*Stored items*
// ── Storage keys ─────────────────────────────────────────────────

/// Single record holding both mappings (combined layout).
pub const STATE_KEY: &str = "slotbook_state";
/// Booked slots per date (legacy layout).
pub const LEGACY_BOOKINGS_KEY: &str = "psychologist_bookings";
/// Client records keyed by `<date>_<slot>` (legacy layout).
pub const LEGACY_CLIENTS_KEY: &str = "client_bookings";

// ── Form field limits ────────────────────────────────────────────

// In characters, not bytes.

pub const MAX_NAME_LEN: usize = 200;
pub const MAX_PHONE_LEN: usize = 40;
/// RFC 5321 path limit.
pub const MAX_EMAIL_LEN: usize = 254;
pub const MAX_SESSION_TYPE_LEN: usize = 100;
pub const MAX_MESSAGE_LEN: usize = 4000;

// ── Storage ──────────────────────────────────────────────────────

/// Browser local storage quota is usually about 5 MB per origin.
pub const DEFAULT_STORAGE_QUOTA_BYTES: usize = 5 * 1024 * 1024;
pub const MAX_STORAGE_KEY_LEN: usize = 128;

// ── Timing ───────────────────────────────────────────────────────

/// How long a status message stays visible.
pub const STATUS_DISMISS_MS: u64 = 5_000;

/// Text sent when the client leaves the message field empty.
pub const EMPTY_MESSAGE_PLACEHOLDER: &str = "Not specified";
use std::path::PathBuf;
use std::time::Duration;

use tracing::warn;

use crate::engine::PersistLayout;
use crate::limits::STATUS_DISMISS_MS;
use crate::notify::EMAILJS_DEFAULT_ENDPOINT;

/// EmailJS service/template/public-key triple.
#[derive(Debug, Clone, PartialEq, Eq)]
pub struct EmailJsConfig {
    pub service_id: String,
    pub template_id: String,
    pub public_key: String,
    pub endpoint: String,
}

#[derive(Debug, Clone, PartialEq, Eq)]
pub struct Config {
    pub data_dir: PathBuf,
    pub layout: PersistLayout,
    /// None when any of the three EmailJS ids is missing.
    pub emailjs: Option<EmailJsConfig>,
    pub dispatch_timeout: Option<Duration>,
    pub status_dismiss: Duration,
}

impl Default for Config {
    fn default() -> Self {
        Self {
            data_dir: PathBuf::from("./data"),
            layout: PersistLayout::default(),
            emailjs: None,
            dispatch_timeout: None,
            status_dismiss: Duration::from_millis(STATUS_DISMISS_MS),
        }
    }
}

impl Config {
    /// Read `SLOTBOOK_*` variables from the process environment.
    pub fn from_env() -> Self {
        Self::from_lookup(|key| std::env::var(key).ok())
    }

    /// Same as [`from_env`](Self::from_env) over an arbitrary variable source.
    pub fn from_lookup(var: impl Fn(&str) -> Option<String>) -> Self {
        let data_dir = var("SLOTBOOK_DATA_DIR").unwrap_or_else(|| "./data".into());
        let layout = match var("SLOTBOOK_LAYOUT") {
            Some(raw) => raw.parse().unwrap_or_else(|e| {
                warn!("ignoring SLOTBOOK_LAYOUT: {e}");
                PersistLayout::default()
            }),
            None => PersistLayout::default(),
        };
        let dispatch_timeout = var("SLOTBOOK_DISPATCH_TIMEOUT_MS")
            .and_then(|s| s.parse().ok())
            .map(Duration::from_millis);
        let status_dismiss_ms: u64 = var("SLOTBOOK_STATUS_DISMISS_MS")
            .and_then(|s| s.parse().ok())
            .unwrap_or(STATUS_DISMISS_MS);

        let non_empty = |key: &str| var(key).filter(|v| !v.trim().is_empty());
        let emailjs = match (
            non_empty("SLOTBOOK_EMAILJS_SERVICE_ID"),
            non_empty("SLOTBOOK_EMAILJS_TEMPLATE_ID"),
            non_empty("SLOTBOOK_EMAILJS_PUBLIC_KEY"),
        ) {
            (Some(service_id), Some(template_id), Some(public_key)) => Some(EmailJsConfig {
                service_id,
                template_id,
                public_key,
                endpoint: non_empty("SLOTBOOK_EMAILJS_ENDPOINT")
                    .unwrap_or_else(|| EMAILJS_DEFAULT_ENDPOINT.into()),
            }),
            (None, None, None) => None,
            _ => {
                warn!("EmailJS partially configured; notifications disabled");
                None
            }
        };

        Self {
            data_dir: PathBuf::from(data_dir),
            layout,
            emailjs,
            dispatch_timeout,
            status_dismiss: Duration::from_millis(status_dismiss_ms),
        }
    }
}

*WHAT IS REQUIRED*
Each line in the data that holds the string "struct" must be returned.

*ANSWER BELOW*
pub struct EmailJsConfig {
pub struct Config {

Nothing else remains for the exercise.